Aiding AIDS sufferers

“Koop did more than any other public official to shift … the public debate over AIDS from the moral politics of homosexuality, sexual promiscuity, and intravenous drug use, practices through which AIDS was [primarily] spread, to concern with the medical care, economic position, and civil rights of AIDS sufferers.”

– National Library of Medicine

If there ever was a public health “conspiracy,” it was the silence surrounding AIDS during the Reagan administration. The President believed this was a self-inflicted disease brought upon its sufferers (who he believed were IV drug users and homosexuals [1]) and not a public health threat. Surgeon General Koop set out to rectify this.

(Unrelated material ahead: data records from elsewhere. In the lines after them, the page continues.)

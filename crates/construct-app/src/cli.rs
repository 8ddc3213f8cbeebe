use std::path::PathBuf;

use clap::{Parser, Subcommand};
use construct_shared::payments::PaymentMethod;

#[derive(Parser, Debug)]
#[command(author, version, about)]
pub struct Cli {
    #[arg(
        short = 's',
        long = "stdout",
        action,
        help = "Controls if it logs to stdout/stderr instead of to a file"
    )]
    pub is_to_std_out: bool,

    #[arg(
        long = "mock",
        action,
        help = "Use the built in payment and image records instead of the server"
    )]
    pub use_mock_data: bool,

    #[arg(long, env = "CONSTRUCT_SERVER", help = "Base address of the backend")]
    pub server: Option<String>,

    #[arg(
        long = "no-persist",
        action,
        help = "Keep the session in memory only, nothing is written to disk"
    )]
    pub no_persist: bool,

    #[command(subcommand)]
    pub command: Command,
}

#[derive(Subcommand, Debug)]
pub enum Command {
    /// Log in and store the token for later commands
    Login {
        username: String,
        /// Read from the terminal when not given
        #[arg(long)]
        password: Option<String>,
    },
    /// Create an account and log into it
    Register {
        username: String,
        email: String,
        #[arg(long)]
        password: Option<String>,
        #[arg(long)]
        password2: Option<String>,
    },
    /// Forget the stored token
    Logout,
    /// Show who is logged in
    Status,
    /// Navigate to a path and print what it shows
    Open {
        #[arg(default_value = "/")]
        path: String,
    },
    /// Request a new payment
    InitiatePayment {
        #[arg(long)]
        amount: String,
        #[arg(long, value_parser = parse_method)]
        method: Option<PaymentMethod>,
    },
    /// Upload a site image for analysis
    UploadImage { file: Option<PathBuf> },
}

fn parse_method(value: &str) -> Result<PaymentMethod, String> {
    use strum::IntoEnumIterator as _;
    value.parse().map_err(|_| {
        let options: Vec<String> = PaymentMethod::iter().map(|m| m.to_string()).collect();
        format!("expected one of: {}", options.join(", "))
    })
}

#[cfg(test)]
mod tests {
    use clap::CommandFactory as _;

    use super::*;

    #[test]
    fn verify_cli() {
        Cli::command().debug_assert();
    }

    #[test]
    fn method_names_match_display() {
        assert_eq!(parse_method("Mobile Money"), Ok(PaymentMethod::MobileMoney));
        assert!(parse_method("cash").is_err());
    }
}
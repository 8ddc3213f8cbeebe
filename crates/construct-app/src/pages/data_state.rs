use construct_client_core::FetchReceiver;
use construct_shared::{errors::FetchError, internal_error, session::Session, token::AuthToken};
use tracing::{debug, error};

/// A request in flight, tagged with the generation that issued it
#[derive(Debug)]
pub struct AwaitingType<T> {
    generation: u64,
    rx: FetchReceiver<T>,
}

#[derive(Debug, Default)]
pub enum DataState<T> {
    #[default]
    None,
    AwaitingResponse(AwaitingType<T>),
    Present(T),
    Failed(String),
}

/// What a view shows for a piece of data
#[derive(Debug, PartialEq, Eq)]
pub enum Phase<'a, T> {
    Loading,
    Error(&'a str),
    Ready(&'a T),
}

impl<T> DataState<T> {
    /// Moves a finished request into its outcome, returns `true` if anything
    /// changed
    fn poll(&mut self, current_generation: u64) -> bool {
        let DataState::AwaitingResponse(awaiting) = self else {
            return false;
        };
        if awaiting.generation != current_generation {
            debug!(
                generation = awaiting.generation,
                current_generation, "dropping superseded request"
            );
            *self = DataState::None;
            return false;
        }
        let outcome = match awaiting.rx.try_recv() {
            Ok(Some(outcome)) => outcome,
            Ok(None) => return false,
            Err(e) => {
                error!("Error receiving on channel. Canceled: {e:?}");
                *self = DataState::Failed(internal_error!(e));
                return true;
            }
        };
        *self = match outcome {
            Ok(data) => DataState::Present(data),
            Err(e) => {
                debug!(?e, "Error response received instead of the data");
                DataState::Failed(e.to_string())
            }
        };
        true
    }

    pub fn phase(&self) -> Phase<'_, T> {
        match self {
            DataState::None | DataState::AwaitingResponse(_) => Phase::Loading,
            DataState::Present(data) => Phase::Ready(data),
            DataState::Failed(e) => Phase::Error(e),
        }
    }

    /// Returns `true` if the data state is [`AwaitingResponse`].
    ///
    /// [`AwaitingResponse`]: DataState::AwaitingResponse
    #[must_use]
    pub fn is_awaiting_response(&self) -> bool {
        matches!(self, Self::AwaitingResponse(..))
    }
}

/// Session values a fetch depends on, a change in either triggers a refetch
type SyncKey = (Option<AuthToken>, bool);

/// View data tied to the session it was fetched for
///
/// Only the most recently issued request can change the state, a request that
/// was superseded is ignored even if it completes later.
#[derive(Debug)]
pub struct PageData<T> {
    state: DataState<T>,
    generation: u64,
    synced_for: Option<SyncKey>,
}

impl<T> Default for PageData<T> {
    fn default() -> Self {
        Self {
            state: DataState::None,
            generation: 0,
            synced_for: None,
        }
    }
}

impl<T> PageData<T> {
    /// Fetches on first use and whenever the token or loading flag changed
    ///
    /// `fetch` may refuse to start (for example on an id that does not parse),
    /// that error becomes the state without anything being sent.
    pub fn sync<F>(&mut self, session: &Session, fetch: F)
    where
        F: FnOnce(&AuthToken) -> Result<FetchReceiver<T>, FetchError>,
    {
        let key = (session.token.clone(), session.is_loading);
        if self.synced_for.as_ref() == Some(&key) {
            return;
        }
        self.synced_for = Some(key);
        if session.is_loading {
            self.reset();
            return;
        }
        match &session.token {
            None => self.fail(FetchError::MissingToken),
            Some(token) => match fetch(token) {
                Ok(rx) => self.start(rx),
                Err(e) => self.fail(e),
            },
        }
    }

    /// Issues a new request, any earlier one stops counting
    pub fn start(&mut self, rx: FetchReceiver<T>) {
        self.generation += 1;
        self.state = DataState::AwaitingResponse(AwaitingType {
            generation: self.generation,
            rx,
        });
    }

    pub fn fail(&mut self, e: FetchError) {
        self.generation += 1;
        self.state = DataState::Failed(e.to_string());
    }

    fn reset(&mut self) {
        self.generation += 1;
        self.state = DataState::None;
    }

    /// Returns `true` if the state changed
    pub fn poll(&mut self) -> bool {
        self.state.poll(self.generation)
    }

    pub fn phase(&self) -> Phase<'_, T> {
        self.state.phase()
    }

    pub fn is_busy(&self) -> bool {
        self.state.is_awaiting_response()
    }

    pub fn data_mut(&mut self) -> Option<&mut T> {
        match &mut self.state {
            DataState::Present(data) => Some(data),
            _ => None,
        }
    }
}
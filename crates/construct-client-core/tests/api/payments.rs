use construct_client_core::DataApi as _;
use construct_shared::{
    errors::FetchError,
    payments::{PaymentMethod, PaymentStatus},
    req_args::api::InitiatePaymentReqArgs,
    token::AuthToken,
};
use serde_json::json;
use wiremock::{
    matchers::{body_json, header, method, path},
    Mock, ResponseTemplate,
};

use crate::helpers::{no_cb, spawn_app_logged_in};

fn token() -> AuthToken {
    "T".into()
}

#[tokio::test]
async fn list_payments_sends_token_and_decodes() {
    // Arrange
    let app = spawn_app_logged_in().await;
    Mock::given(method("GET"))
        .and(path("/api/payments/"))
        .and(header("Authorization", "Token T"))
        .respond_with(ResponseTemplate::new(200).set_body_json(json!([
            {"id": 1, "amount": "5000.00", "payment_method": "Credit Card",
             "status": "Completed", "payment_date": "2025-06-20",
             "paystack_reference": "PS_REF_12345"},
            {"id": 2, "amount": 7500.5, "method": "Bank Transfer",
             "status": "Pending", "date": "2025-06-25"}
        ])))
        .expect(1)
        .mount(&app.server)
        .await;

    // Act
    let payments = app
        .core_client
        .list_payments(&token(), no_cb)
        .await
        .unwrap()
        .unwrap();

    // Assert
    assert_eq!(payments.len(), 2);
    assert_eq!(payments[0].amount, 5000.0);
    assert_eq!(payments[0].reference.as_deref(), Some("PS_REF_12345"));
    assert_eq!(payments[1].status, PaymentStatus::Pending);
}

#[tokio::test]
async fn missing_payment_is_none() {
    // Arrange
    let app = spawn_app_logged_in().await;
    Mock::given(method("GET"))
        .and(path("/api/payments/42/"))
        .respond_with(ResponseTemplate::new(404).set_body_json(json!({"detail": "Not found."})))
        .mount(&app.server)
        .await;

    // Act
    let payment = app
        .core_client
        .get_payment(&token(), 42.into(), no_cb)
        .await
        .unwrap();

    // Assert
    assert_eq!(payment, Ok(None));
}

#[tokio::test]
async fn unauthorized_is_missing_token() {
    // Arrange
    let app = spawn_app_logged_in().await;
    Mock::given(method("GET"))
        .and(path("/api/payments/"))
        .respond_with(
            ResponseTemplate::new(401)
                .set_body_json(json!({"detail": "Invalid token."})),
        )
        .mount(&app.server)
        .await;

    // Act
    let outcome = app
        .core_client
        .list_payments(&token(), no_cb)
        .await
        .unwrap();

    // Assert
    assert_eq!(outcome, Err(FetchError::MissingToken));
}

#[tokio::test]
async fn initiate_payment_posts_amount_and_method() {
    // Arrange
    let app = spawn_app_logged_in().await;
    Mock::given(method("POST"))
        .and(path("/api/payments/"))
        .and(body_json(json!({"amount": 150.5, "payment_method": "Mobile Money"})))
        .respond_with(ResponseTemplate::new(201).set_body_json(json!({
            "id": 9, "amount": "150.50", "payment_method": "Mobile Money",
            "status": "Pending", "payment_date": "2025-07-02",
            "paystack_authorization_url": "https://paystack.com/pay/abc",
            "message": "Payment initiation successful."
        })))
        .expect(1)
        .mount(&app.server)
        .await;
    let args = InitiatePaymentReqArgs::try_new("150.5", Some(PaymentMethod::MobileMoney)).unwrap();

    // Act
    let initiated = app
        .core_client
        .initiate_payment(&token(), &args, no_cb)
        .await
        .unwrap()
        .unwrap();

    // Assert
    assert_eq!(initiated.id, 9.into());
    assert_eq!(
        initiated.authorization_url.as_deref(),
        Some("https://paystack.com/pay/abc")
    );
}

#[tokio::test]
async fn server_rejection_surfaces_detail() {
    // Arrange
    let app = spawn_app_logged_in().await;
    Mock::given(method("POST"))
        .and(path("/api/payments/"))
        .respond_with(
            ResponseTemplate::new(400).set_body_json(json!({"detail": "Amount too large."})),
        )
        .mount(&app.server)
        .await;
    let args = InitiatePaymentReqArgs::try_new("1", Some(PaymentMethod::CreditCard)).unwrap();

    // Act
    let outcome = app
        .core_client
        .initiate_payment(&token(), &args, no_cb)
        .await
        .unwrap();

    // Assert
    assert_eq!(
        outcome.unwrap_err().to_string(),
        "Amount too large.".to_string()
    );
}
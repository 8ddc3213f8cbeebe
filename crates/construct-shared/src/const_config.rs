//! Stores settings that are not expected to need to change but grouped together
//! for discoverability and reuse. Each constant should be prefixed by the module
//! name to allow importing the constant only and still be readable

pub const PANIC_ON_RARE_ERR: bool = true;

pub mod client {
    /// Key under which the bearer token is kept in durable storage
    pub const CLIENT_TOKEN_STORAGE_KEY: &str = "authToken";

    /// The backend has no "who am I" endpoint so a restored session gets this
    /// placeholder until the next login
    pub const CLIENT_RESTORED_USERNAME: &str = "AuthenticatedUser";

    pub const CLIENT_DEFAULT_SERVER_ADDRESS: &str = "http://127.0.0.1:8000";

    /// Number of records of each kind shown on the dashboard
    pub const CLIENT_DASHBOARD_RECENT_LIMIT: usize = 3;

    /// Upper bound on guard redirects followed for a single navigation
    pub const CLIENT_MAX_REDIRECTS: usize = 4;
}

pub mod validation {
    pub const VALIDATION_MIN_PASSWORD_LENGTH: usize = 6;
}

pub mod error {
    pub const ERR_LOGIN_FALLBACK: &str =
        "Invalid credentials. Please check your username and password.";
    pub const ERR_REGISTER_FALLBACK: &str = "Registration failed.";

    /// Fields checked (in order) for a human readable reason when the backend
    /// rejects a login and sends no `detail`
    pub const ERR_LOGIN_FIELDS: &[&str] = &["non_field_errors"];

    /// Fields checked (in order) for a human readable reason when the backend
    /// rejects a registration and sends no `detail`
    pub const ERR_REGISTER_FIELDS: &[&str] = &["username", "email", "password", "non_field_errors"];
}

pub mod path {
    mod path_spec;
    pub use path_spec::PathSpec;
    pub const PATH_LOGIN: PathSpec = PathSpec::post("/api/login/");
    pub const PATH_REGISTER: PathSpec = PathSpec::post("/api/register/");
    pub const PATH_API_PAYMENTS: PathSpec = PathSpec::get("/api/payments/");
    pub const PATH_API_PAYMENT_CREATE: PathSpec = PathSpec::post("/api/payments/");
    pub const PATH_API_PAYMENT: PathSpec = PathSpec::get("/api/payments/{id}/");
    pub const PATH_API_IMAGES: PathSpec = PathSpec::get("/api/images/");
    pub const PATH_API_IMAGE_UPLOAD: PathSpec = PathSpec::post("/api/images/");
    pub const PATH_API_IMAGE: PathSpec = PathSpec::get("/api/images/{id}/");
}

#[cfg(test)]
mod tests {
    use static_assertions::const_assert;

    use super::client::CLIENT_MAX_REDIRECTS;

    // "/" redirects to "/dashboard" which may in turn redirect to "/login"
    const_assert!(CLIENT_MAX_REDIRECTS >= 2);
}
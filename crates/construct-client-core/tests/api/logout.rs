use construct_shared::route::{NavigateTo, Route};

use crate::helpers::{spawn_app, spawn_app_logged_in};

#[tokio::test]
async fn restored_session_logs_out() {
    // Arrange
    let app = spawn_app_logged_in().await;
    assert!(app.core_client.is_logged_in());
    assert_eq!(
        app.core_client.session().username().unwrap().as_ref(),
        "AuthenticatedUser"
    );

    // Act
    let navigation = app.core_client.logout();

    // Assert
    assert_eq!(navigation, NavigateTo(Route::Login));
    assert!(!app.core_client.is_logged_in());
    assert_eq!(app.stored_token(), None);
}

#[tokio::test]
async fn logout_when_logged_out_still_succeeds() {
    // Arrange
    let app = spawn_app().await;

    // Act
    let navigation = app.core_client.logout();

    // Assert
    assert_eq!(navigation, NavigateTo(Route::Login));
    assert!(!app.core_client.is_logged_in());
    assert!(!app.core_client.session().is_loading);
}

On October 22, 1986, C. Everett Koop released the Surgeon General's Report on Acquired Immune Deficiency Syndrome. Long prevented by the administration from speaking out on the issue, in 1988, he mailed a seven-page version of the original 36-page report, providing a simply worded and clear AIDS information brochure to all 107,000,000 American households.,

For four years, he tirelessly devoted himself to the issue.  The politicization of abortion and tobacco were nothing compared to that surrounding AIDS. Koop should have been revered for his efforts to protect public health. Instead, he was attacked by conservatives and liberals alike. Liberals were upset that he emphasized the sexual nature of the transmission vector and for advocating abstinence as the safest means of prevention. Conservatives, aligned with the President’s belief in the immoral “cause” of the disease, were shocked at the explicit language and his recommendations to use condoms and provide sex education for children. And yet, there were champions, including members of the National Institute of Medicine.

Even the Mighty May Fall

After leaving office, Dr. Koop involved himself in public health education; his drkoop.com was one of the first major sources of online health information. Perhaps feeling betrayed by the attacks of his former conservative allies, perhaps on the belief that ‘if you can’t ‘beat em join em,’ perhaps motivated by the sheer practical exigencies and necessities of life in a capitalistic society, the site contained recommendations to paid-subscribers, and for a time Koop was entitled to commissions on these products. The site eventually went bankrupt.

Dr. Koop also was criticized for minimizing concerns about the severity of allergies to latex gloves.  It was later learned that a company manufacturing latex gloves had contracted and paid Koop $650,000 for consulting work. However, the division for which Koop was consulting was apparently unrelated to their latex division.

Is this a lapse in judgment or an error in optics? Does this misstep tarnish Dr. Koop’s legacy?  I will leave it to you, dear readers, to decide.

There is a story in the Talmud about the high priest Johanan who became corrupted at the age of 80, leading to the aphorism “ Do not be sure of yourself till the day you die.” I can only surmise that the lesson is one must always be self-vigilant - and attacks on those who really care about public welfare - may eventually take their toll.

And yet, he was a hero, at least to many. As one political observer noted at the end of Koop’s life:

"I don't think I have ever met anyone for whom I had more respect... In this era, during which progress, facts, and science are under unrelenting siege, it is thrilling to remember that even ideologues can love the truth."

-  Michael Specter, The New Yorker

[1] Ryan White was one of the first children and among the first patients with hemophilia to contract AIDS and die. Isaac Asimov, neither homosexual nor drug user, similarly died of AIDS due to a contaminated blood transfusion.